- Saved entries
======

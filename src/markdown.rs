/// Escape a value for a Markdown table cell: pipes are escaped and line
/// breaks collapsed so a model-written field cannot split the row.
pub(crate) fn escape_cell(s: &str) -> String {
    let mut out = String::with_capacity(s.len());
    for c in s.chars() {
        match c {
            '|' => out.push_str("\\|"),
            '\n' | '\r' => out.push(' '),
            _ => out.push(c),
        }
    }
    out
}

/// Sanitize user input for embedding in a Markdown heading.
/// Replaces newlines (which would break heading structure) with spaces.
pub(crate) fn sanitize_heading(s: &str) -> String {
    s.chars()
        .map(|c| if c == '\n' || c == '\r' { ' ' } else { c })
        .collect()
}

/// Escape text placed inside inline emphasis or code spans so a stray
/// `_`, `*` or backtick cannot close the span early.
pub(crate) fn escape_inline(s: &str) -> String {
    let mut out = String::with_capacity(s.len());
    for c in s.chars() {
        match c {
            '\\' | '_' | '*' | '`' => {
                out.push('\\');
                out.push(c);
            }
            '\n' | '\r' => out.push(' '),
            _ => out.push(c),
        }
    }
    out
}

#[cfg(test)]
mod tests {
    use super::*;

    #[test]
    fn escapes_pipes_and_newlines() {
        assert_eq!(escape_cell("normal text"), "normal text");
        assert_eq!(escape_cell("a|b\nc"), r"a\|b c");
    }

    #[test]
    fn escapes_emphasis_markers() {
        assert_eq!(escape_inline("plain"), "plain");
        assert_eq!(escape_inline("snake_case *bold*"), r"snake\_case \*bold\*");
        assert_eq!(escape_inline("a`b\nc"), r"a\`b c");
    }

    #[test]
    fn sanitize_heading_replaces_newlines() {
        assert_eq!(sanitize_heading("line1\nline2\rline3"), "line1 line2 line3");
        assert_eq!(sanitize_heading("no newlines"), "no newlines");
    }
}
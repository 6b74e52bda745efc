//! Markdown rendering of a batch run for the terminal.

use crate::fanout::BatchOutcome;
use crate::fanout::batch::PlanSummary;
use crate::markdown::{escape_cell, escape_inline, sanitize_heading};

pub const NO_QUERIES_NOTICE: &str = "No synthetic queries were generated.";

pub fn format_report(outcome: &BatchOutcome) -> String {
    let mut out = format!(
        "# Query fan-out ({}, {} lookup{})\n\n",
        outcome.mode,
        outcome.total_lookups,
        if outcome.total_lookups == 1 { "" } else { "s" }
    );

    format_rows_section(outcome, &mut out);
    format_plans_section(&outcome.plans, &mut out);
    format_errors_section(outcome, &mut out);

    out
}

fn format_rows_section(outcome: &BatchOutcome, out: &mut String) {
    if outcome.is_empty() {
        if outcome.all_failed() {
            out.push_str(&format!(
                "> {NO_QUERIES_NOTICE} Every lookup failed; see Errors below.\n\n"
            ));
        } else {
            out.push_str(&format!("> {NO_QUERIES_NOTICE}\n\n"));
        }
        return;
    }

    let routed = outcome.variant.has_routing();
    out.push_str(&format!("## Synthetic Queries ({})\n\n", outcome.rows.len()));
    if routed {
        out.push_str("| lookup | query | type | user_intent | routing_format |\n");
        out.push_str("|---|---|---|---|---|\n");
    } else {
        out.push_str("| lookup | query | type | user_intent |\n");
        out.push_str("|---|---|---|---|\n");
    }

    for row in &outcome.rows {
        let q = &row.query;
        out.push_str(&format!(
            "| {} | {} | {} | {} |",
            escape_cell(&row.lookup_query),
            escape_cell(&q.query),
            escape_cell(q.query_type.as_str()),
            escape_cell(&q.user_intent),
        ));
        if routed {
            let format = q.routing_format.as_ref().map_or("", |f| f.as_str());
            out.push_str(&format!(" {} |", escape_cell(format)));
        }
        out.push('\n');
    }
    out.push('\n');

    let invalid = outcome.invalid_rows();
    if invalid > 0 {
        out.push_str(&format!(
            "> Warning: {invalid} row(s) have an empty query.\n\n"
        ));
    }

    let off_list = outcome
        .rows
        .iter()
        .filter(|r| {
            !r.query.query_type.is_known()
                || r.query.routing_format.as_ref().is_some_and(|f| !f.is_known())
        })
        .count();
    if off_list > 0 {
        out.push_str(&format!(
            "> Note: {off_list} row(s) use a type or routing format outside the requested labels.\n\n"
        ));
    }
}

fn format_plans_section(plans: &[PlanSummary], out: &mut String) {
    if plans.is_empty() {
        return;
    }

    out.push_str("---\n\n## Generation Plans\n\n");
    for plan in plans {
        let target = plan
            .target_text()
            .map_or_else(|| "N/A".to_string(), |t| escape_inline(&t));
        let reasoning = if plan.reasoning_for_count.is_empty() {
            "Not provided.".to_string()
        } else {
            escape_inline(&plan.reasoning_for_count)
        };

        out.push_str(&format!("### {}\n\n", sanitize_heading(&plan.lookup_query)));
        out.push_str(&format!("- **Target queries:** {target}\n"));
        out.push_str(&format!("- **Actual generated:** {}\n", plan.generated_count));
        out.push_str(&format!("- **Reasoning:** _{reasoning}_\n"));
        if plan.count_mismatch {
            out.push_str(&format!(
                "\n> Warning: model aimed for {target} queries but generated {}.\n",
                plan.generated_count
            ));
        }
        out.push('\n');
    }
}

fn format_errors_section(outcome: &BatchOutcome, out: &mut String) {
    if outcome.errors.is_empty() {
        return;
    }

    out.push_str("---\n\n## Errors\n\n| lookup | error |\n|---|---|\n");
    for err in &outcome.errors {
        out.push_str(&format!(
            "| {} | {} |\n",
            escape_cell(&err.lookup_query),
            escape_cell(&err.error)
        ));
    }
    out.push('\n');
}
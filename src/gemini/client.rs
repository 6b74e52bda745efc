use std::env;
use std::time::Duration;

use reqwest::Client;
use tracing::{debug, warn};

use super::response::extract_text;
use super::types::{ApiError, Content, GenerateContentRequest, GenerateContentResponse, Part};

const API_BASE: &str = "https://generativelanguage.googleapis.com/v1beta/models";
pub const DEFAULT_MODEL: &str = "gemini-2.5-pro";
/// Large fan-outs on the pro models routinely take over a minute.
pub const DEFAULT_REQUEST_TIMEOUT: Duration = Duration::from_secs(120);
const ERROR_SNIPPET_BYTES: usize = 200;

#[derive(Debug, thiserror::Error)]
pub enum GeminiError {
    #[error("GEMINI_API_KEY not set. Get one at https://aistudio.google.com/apikey")]
    ApiKeyNotSet,

    #[error("API rate limit exceeded. Please retry later.")]
    RateLimited,

    #[error("API quota exhausted: {0}")]
    QuotaExhausted(String),

    #[error("API error ({code}): {message}")]
    Api { code: u16, message: String },

    #[error("Model returned no text ({0})")]
    EmptyResponse(String),

    #[error("Network error: {0}")]
    Network(#[from] reqwest::Error),
}

/// Prompt-in, text-out access to a generative model.
/// Implemented by `GeminiClient` for production; scripted mocks in tests.
pub trait TextGenerator {
    async fn generate(&self, prompt: &str) -> Result<String, GeminiError>;
}

#[derive(Clone)]
struct ApiKey(String);

impl std::fmt::Debug for ApiKey {
    fn fmt(&self, f: &mut std::fmt::Formatter<'_>) -> std::fmt::Result {
        f.write_str("[REDACTED]")
    }
}

#[derive(Debug, Clone)]
pub struct GeminiClient {
    http: Client,
    api_key: ApiKey,
    model: String,
    base_url: String,
    timeout: Duration,
}

impl GeminiClient {
    /// Reads `GEMINI_API_KEY` (required) and `GEMINI_MODEL` (optional).
    pub fn from_env(http: Client) -> Result<Self, GeminiError> {
        Self::from_vars(
            http,
            env::var("GEMINI_API_KEY").ok(),
            env::var("GEMINI_MODEL").ok(),
        )
    }

    fn from_vars(
        http: Client,
        api_key: Option<String>,
        model: Option<String>,
    ) -> Result<Self, GeminiError> {
        let api_key = api_key
            .map(|k| k.trim().to_string())
            .filter(|k| !k.is_empty())
            .ok_or(GeminiError::ApiKeyNotSet)?;
        let model = model
            .map(|m| m.trim().to_string())
            .filter(|m| !m.is_empty())
            .unwrap_or_else(|| DEFAULT_MODEL.to_string());
        Ok(Self {
            http,
            api_key: ApiKey(api_key),
            model,
            base_url: API_BASE.to_string(),
            timeout: DEFAULT_REQUEST_TIMEOUT,
        })
    }

    pub fn with_model(mut self, model: &str) -> Self {
        let model = model.trim();
        if !model.is_empty() {
            self.model = model.to_string();
        }
        self
    }

    pub fn with_timeout(mut self, timeout: Duration) -> Self {
        self.timeout = timeout;
        self
    }

    pub fn model(&self) -> &str {
        &self.model
    }

    #[cfg(test)]
    pub(crate) fn with_base_url(http: Client, base_url: &str) -> Self {
        Self {
            http,
            api_key: ApiKey("test-key".to_string()),
            model: DEFAULT_MODEL.to_string(),
            base_url: base_url.to_string(),
            timeout: DEFAULT_REQUEST_TIMEOUT,
        }
    }

    async fn generate_content(&self, prompt: &str) -> Result<GenerateContentResponse, GeminiError> {
        let url = format!("{}/{}:generateContent", self.base_url, self.model);

        let request = GenerateContentRequest {
            contents: vec![Content {
                parts: vec![Part {
                    text: prompt.to_string(),
                }],
                role: Some("user".to_string()),
            }],
        };

        debug_assert!(
            url.starts_with("https://") || cfg!(test),
            "API key must only be sent over HTTPS"
        );

        let response = self
            .http
            .post(&url)
            .header("x-goog-api-key", &self.api_key.0)
            .header("User-Agent", crate::USER_AGENT)
            .json(&request)
            .timeout(self.timeout)
            .send()
            .await?;

        let status = response.status();
        if status == reqwest::StatusCode::TOO_MANY_REQUESTS {
            warn!("Gemini API rate limited");
            return Err(GeminiError::RateLimited);
        }
        if !status.is_success() {
            let text = response.text().await.unwrap_or_default();
            if let Ok(body) = serde_json::from_str::<GenerateContentResponse>(&text)
                && let Some(err) = &body.error
            {
                let classified = classify_api_error(err);
                warn!(error = %classified, "Gemini API error");
                return Err(classified);
            }
            let snippet = &text[..text.floor_char_boundary(ERROR_SNIPPET_BYTES)];
            warn!(status = %status, "Gemini API error (no structured body)");
            return Err(GeminiError::Api {
                code: status.as_u16(),
                message: format!("HTTP {status}: {snippet}"),
            });
        }

        let body: GenerateContentResponse = response.json().await?;

        if let Some(err) = &body.error {
            let classified = classify_api_error(err);
            warn!(error = %classified, "Gemini API error in 200 response");
            return Err(classified);
        }

        Ok(body)
    }
}

impl TextGenerator for GeminiClient {
    async fn generate(&self, prompt: &str) -> Result<String, GeminiError> {
        let response = self.generate_content(prompt).await?;
        let text = extract_text(&response)?;
        debug!(model = %self.model, bytes = text.len(), "gemini generation complete");
        Ok(text)
    }
}

fn classify_api_error(err: &ApiError) -> GeminiError {
    let message = err
        .message
        .clone()
        .unwrap_or_else(|| "Unknown error".to_string());

    match err.code {
        Some(429) => GeminiError::RateLimited,
        Some(403) => GeminiError::QuotaExhausted(message),
        Some(code) => GeminiError::Api { code, message },
        None => GeminiError::Api {
            code: 0,
            message: format!("Unknown error (no status code): {message}"),
        },
    }
}
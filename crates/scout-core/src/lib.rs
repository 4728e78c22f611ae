//! Scout Core - Foundation crate for herdscout.
//!
//! This crate provides the shared domain types, error handling and
//! configuration management that every other herdscout crate depends on.
//!
//! # Modules
//!
//! - [`error`] - Central error types using thiserror
//! - [`config`] - TOML-based configuration with XDG paths and env overrides
//! - [`types`] - Filter categories, filter sets and directory result records
//!
//! # Example
//!
//! ```rust
//! use scout_core::{FilterCategory, FilterSet, FilterValue};
//!
//! # fn main() -> Result<(), Box<dyn std::error::Error>> {
//! let filters = FilterSet::new()
//!     .with(FilterCategory::Location, FilterValue::new("Texas")?);
//!
//! assert_eq!(filters.to_string(), "{location: Texas}");
//! # Ok(())
//! # }
//! ```

#![warn(missing_docs)]
#![warn(clippy::all)]
#![warn(clippy::pedantic)]
#![allow(clippy::module_name_repetitions)]
#![allow(clippy::missing_errors_doc)]
#![allow(clippy::missing_panics_doc)]

pub mod config;
pub mod error;
pub mod types;

// Re-export commonly used types
pub use config::{
    AppConfig, BrowserConfig, FormSelectors, LlmConfig, OutputConfig, SearchConfig,
};
pub use error::{ConfigError, ConfigResult, ScoutError};
pub use types::{
    FilterCategory, FilterSet, FilterValue, MatchMode, RawFilterMapping, RawFilterValue,
    ResultRecord,
};
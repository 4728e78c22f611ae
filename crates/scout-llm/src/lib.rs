//! Scout LLM - natural-language filter extraction.
//!
//! This crate turns a free-text request such as
//! "find members A and B in Kansas and Texas" into a raw filter mapping the
//! search engine can plan from.
//!
//! # Features
//!
//! - **Provider Abstraction**: a small trait the interpreter is written against
//! - **Gemini Provider**: Google's `generateContent` API with JSON output
//! - **Failure Isolation**: extraction errors degrade to "no filters"
//!
//! # Example
//!
//! ```rust,no_run
//! use scout_llm::{FilterInterpreter, GeminiProvider};
//! use std::sync::Arc;
//!
//! # async fn example() -> Result<(), Box<dyn std::error::Error>> {
//! let provider = GeminiProvider::new("api-key")?;
//! let interpreter = FilterInterpreter::new(Arc::new(provider));
//!
//! let filters = interpreter.interpret("find members in Kansas and Texas").await;
//! println!("{filters:?}");
//! # Ok(())
//! # }
//! ```

#![warn(missing_docs)]
#![warn(clippy::all)]
#![warn(clippy::pedantic)]
#![allow(clippy::module_name_repetitions)]
#![allow(clippy::missing_errors_doc)]
#![allow(clippy::missing_panics_doc)]

pub mod error;
pub mod interpreter;
pub mod provider;
pub mod providers;

// Re-export commonly used types
pub use error::{LlmError, Result};
pub use interpreter::FilterInterpreter;
pub use provider::{CompletionRequest, CompletionResponse, LlmProvider, Message, Role, Usage};
pub use providers::GeminiProvider;
mod output;

use anyhow::{bail, Context, Result};
use clap::Parser;
use scout_browser::ChromiumLauncher;
use scout_core::AppConfig;
use scout_llm::{FilterInterpreter, GeminiProvider};
use scout_search::{output_path, plan_from_raw, write_csv, SearchOrchestrator};
use std::path::PathBuf;
use std::sync::Arc;
use tokio_util::sync::CancellationToken;
use tracing::{info, warn};

/// Search the breeders directory with a plain-language request.
#[derive(Debug, Parser)]
#[command(name = "herdscout", version, about)]
struct Args {
    /// What to search for, e.g. "find members in Kansas and Texas"
    command: Vec<String>,

    /// Read configuration from this file instead of the default location
    #[arg(long, value_name = "PATH")]
    config: Option<PathBuf>,

    /// Print the interpreted filters and planned searches, then exit
    #[arg(long)]
    plan_only: bool,

    /// Show the browser window
    #[arg(long)]
    headed: bool,
}

fn init_tracing() {
    use tracing_subscriber::{fmt, prelude::*, EnvFilter};

    let filter = EnvFilter::try_from_default_env()
        .unwrap_or_else(|_| EnvFilter::new("info,herdscout=debug,scout=debug"));

    tracing_subscriber::registry()
        .with(fmt::layer().with_target(true))
        .with(filter)
        .init();
}

fn load_config(args: &Args) -> Result<AppConfig> {
    let mut config = match &args.config {
        Some(path) => {
            let mut config = AppConfig::load_from(path)
                .with_context(|| format!("Failed to load config from {}", path.display()))?;
            config.apply_env();
            config
        }
        None => AppConfig::load_with_env().context("Failed to load config")?,
    };

    if args.headed {
        config.browser.headless = false;
    }

    config.validate().context("Invalid configuration")?;
    Ok(config)
}

fn read_command(args: &Args) -> Result<String> {
    let command = if args.command.is_empty() {
        dialoguer::Input::<String>::new()
            .with_prompt("What would you like to search for?")
            .interact_text()
            .context("Failed to read search request")?
    } else {
        args.command.join(" ")
    };

    let command = command.trim().to_string();
    if command.is_empty() {
        bail!("No search request given");
    }
    Ok(command)
}

#[tokio::main]
async fn main() -> Result<()> {
    // A missing .env file is fine
    let _ = dotenvy::dotenv();
    init_tracing();

    info!("Starting herdscout v{}", env!("CARGO_PKG_VERSION"));

    let args = Args::parse();
    let config = load_config(&args)?;

    let Some(api_key) = config.llm.api_key.clone() else {
        bail!("GEMINI_API_KEY is not set. Add it to your environment or a .env file.");
    };

    let command = read_command(&args)?;

    let provider = GeminiProvider::with_model(api_key, &config.llm.model)
        .and_then(|provider| provider.with_timeout(config.llm.timeout_secs))
        .context("Failed to create Gemini client")?;
    let interpreter =
        FilterInterpreter::new(Arc::new(provider)).with_temperature(config.llm.temperature);

    let filters = interpreter.interpret(&command).await;
    let plan = plan_from_raw(&filters);
    println!("{}", output::format_filters(&filters));
    println!("{}", output::format_plan(&plan));

    if args.plan_only {
        return Ok(());
    }

    let cancel = CancellationToken::new();
    let on_interrupt = cancel.clone();
    tokio::spawn(async move {
        if tokio::signal::ctrl_c().await.is_ok() {
            warn!("Interrupted; stopping after the current search");
            on_interrupt.cancel();
        }
    });

    let launcher = Arc::new(ChromiumLauncher::new(config.browser.clone()));
    let orchestrator = SearchOrchestrator::new(launcher, config.search.clone())
        .context("Failed to set up search")?;

    let report = orchestrator.run(&plan, &cancel).await;
    println!("\n{}", report.summary());

    if report.dataset.is_empty() {
        println!("No results found across all searches.");
        return Ok(());
    }

    let path = output_path(&config.output, &chrono::Local::now());
    write_csv(&path, &report.dataset)
        .with_context(|| format!("Failed to write {}", path.display()))?;

    println!(
        "Found {} unique records. Saved to {}",
        report.dataset.len(),
        path.display()
    );
    println!(
        "{}",
        output::format_preview(&report.dataset, config.output.preview_rows)
    );

    Ok(())
}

======

Search the records for the word "thiserror" and copy every line where it occurs.

#[derive(Debug, thiserror::Error)]
//! - [`error`] - Central error types using thiserror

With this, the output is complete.